In my last post I focused on the various pumpkins I learned about. This post is devoted to some of the abundant winter squashes available to us only at this precious time of year. I particularly love that these vegetables have been woven so beautifully into the tapestry of our winter holidays. They also continue to offer inspiration for a variety of winter soups that nurture us as the days grow longer and the nights grow colder.

Baby Blue Hubbard Squash (Cucurbita maxima)

This is a smaller version of a standard Blue Hubbard, producing fruits about 5-7 pounds. It has a smooth, gray-blue skin and a sweeter flesh than the standard Blue Hubbard. Reputedly this is the preferred squash of the cucumber beetle, so one might consider growing (off to one side??) to distract the little buggers from your other squashes! (Just sayin’…)

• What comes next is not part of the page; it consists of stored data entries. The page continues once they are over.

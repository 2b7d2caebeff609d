//! Session parameters and their validation.

use std::time::Duration;

use serde::{Deserialize, Serialize};
use thiserror::Error;
use waypoint_defence_core::{Size, Vec2};

/// Upper bound on `columns × rows`; the grid is allocated up front.
pub const MAX_TILES: u64 = 1 << 16;

/// Tunable parameters of a simulation session.
///
/// Every field has a default, so scenario files only need to name the values
/// they change.
#[derive(Clone, Debug, PartialEq, Serialize, Deserialize)]
#[serde(default, deny_unknown_fields)]
pub struct SimulationConfig {
    /// Width of the playable area in world units.
    pub viewport_width: f32,
    /// Height of the playable area in world units.
    pub viewport_height: f32,
    /// Number of tile columns.
    pub columns: u32,
    /// Edge length of a square tile in world units.
    pub tile_length: f32,
    /// Waypoints enemies follow, entry first.
    pub waypoints: Vec<Vec2>,
    /// Gold available at the start of a session.
    pub starting_gold: u32,
    /// Lives available at the start of a session.
    pub starting_lives: u32,
    /// Delay between two enemies of the same wave, in milliseconds.
    pub spawn_interval_ms: u64,
    /// Countdown between requesting a wave and its first spawn, in milliseconds.
    pub preparation_ms: u64,
    /// Index of the final wave; clearing it wins the session.
    pub max_waves: u32,
    /// Seed for wave composition and critical-hit rolls.
    pub seed: u64,
}

impl Default for SimulationConfig {
    fn default() -> Self {
        Self {
            viewport_width: 800.0,
            viewport_height: 600.0,
            columns: 20,
            tile_length: 40.0,
            waypoints: vec![
                Vec2::new(0.0, 300.0),
                Vec2::new(220.0, 300.0),
                Vec2::new(220.0, 140.0),
                Vec2::new(580.0, 140.0),
                Vec2::new(580.0, 460.0),
                Vec2::new(800.0, 460.0),
            ],
            starting_gold: 250,
            starting_lives: 20,
            spawn_interval_ms: 800,
            preparation_ms: 2_000,
            max_waves: 10,
            seed: 0x5eed,
        }
    }
}

impl SimulationConfig {
    /// Checks that the configuration describes a playable session.
    pub fn validate(&self) -> Result<(), ConfigError> {
        let dimensions = [self.viewport_width, self.viewport_height, self.tile_length];
        if dimensions
            .iter()
            .any(|value| !value.is_finite() || *value <= 0.0)
        {
            return Err(ConfigError::NonPositiveDimension);
        }
        if self.columns < 3 {
            return Err(ConfigError::TooFewColumns {
                columns: self.columns,
            });
        }
        let rows = (self.viewport_height / self.tile_length).floor() as u32;
        if rows < 3 {
            return Err(ConfigError::TooFewRows { rows });
        }
        if u64::from(self.columns) * u64::from(rows) > MAX_TILES {
            return Err(ConfigError::GridTooLarge {
                columns: self.columns,
                rows,
            });
        }
        if self.waypoints.len() < 2 {
            return Err(ConfigError::TooFewWaypoints {
                count: self.waypoints.len(),
            });
        }
        if let Some(index) = self.waypoints.iter().position(|point| !point.is_finite()) {
            return Err(ConfigError::NonFiniteWaypoint { index });
        }
        if self.spawn_interval_ms == 0 {
            return Err(ConfigError::ZeroSpawnInterval);
        }
        if self.max_waves == 0 {
            return Err(ConfigError::NoWaves);
        }
        Ok(())
    }

    /// Playable area as a size.
    #[must_use]
    pub fn viewport(&self) -> Size {
        Size::new(self.viewport_width, self.viewport_height)
    }

    /// Delay between two spawns.
    #[must_use]
    pub fn spawn_interval(&self) -> Duration {
        Duration::from_millis(self.spawn_interval_ms)
    }

    /// Pre-wave countdown.
    #[must_use]
    pub fn preparation_time(&self) -> Duration {
        Duration::from_millis(self.preparation_ms)
    }
}

/// Reasons a [`SimulationConfig`] is rejected.
#[derive(Clone, Copy, Debug, PartialEq, Eq, Error)]
pub enum ConfigError {
    /// Viewport or tile length is zero, negative or not finite.
    #[error("viewport and tile dimensions must be positive")]
    NonPositiveDimension,
    /// The grid needs an interior column between the invalid border columns.
    #[error("at least 3 columns are required, got {columns}")]
    TooFewColumns {
        /// Configured column count.
        columns: u32,
    },
    /// The grid needs an interior row between the invalid border rows.
    #[error("viewport height fits {rows} rows, at least 3 are required")]
    TooFewRows {
        /// Derived row count.
        rows: u32,
    },
    /// The grid would exceed [`MAX_TILES`] tiles.
    #[error("a {columns}x{rows} grid exceeds the limit of {} tiles", MAX_TILES)]
    GridTooLarge {
        /// Configured column count.
        columns: u32,
        /// Derived row count.
        rows: u32,
    },
    /// A path needs an entry and an exit.
    #[error("a path needs at least 2 waypoints, got {count}")]
    TooFewWaypoints {
        /// Configured waypoint count.
        count: usize,
    },
    /// A waypoint coordinate is NaN or infinite.
    #[error("waypoint {index} is not finite")]
    NonFiniteWaypoint {
        /// Position of the offending waypoint.
        index: usize,
    },
    /// Spawning would never advance.
    #[error("spawn interval must be positive")]
    ZeroSpawnInterval,
    /// A session needs at least one wave to win.
    #[error("max_waves must be at least 1")]
    NoWaves,
}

Kabocha (Japanese: カボチャ, 南瓜)

Kabocha squash received a lot of attention on Plant Whatever Brings You Joy, in my Squasharama post written nearly four years ago (!) and I refer you back to it for more extended information about kabocha, including a baked custard recipe. It has an exceptional naturally sweet flavor, even sweeter than butternut squash. It is similar in texture and flavor to a pumpkin and a sweet potato combined. I’m looking forward to baking the one I just purchased. It’s a very substantial squash.

Crown Pumpkin

I actually included the Crown Pumpkin in my recent pumpkin post, but I’m going to include again here, as it actually is a winter squash. Crown Pumpkin is a delicious winter squash with a hard blue-grey skin and rich orange flesh.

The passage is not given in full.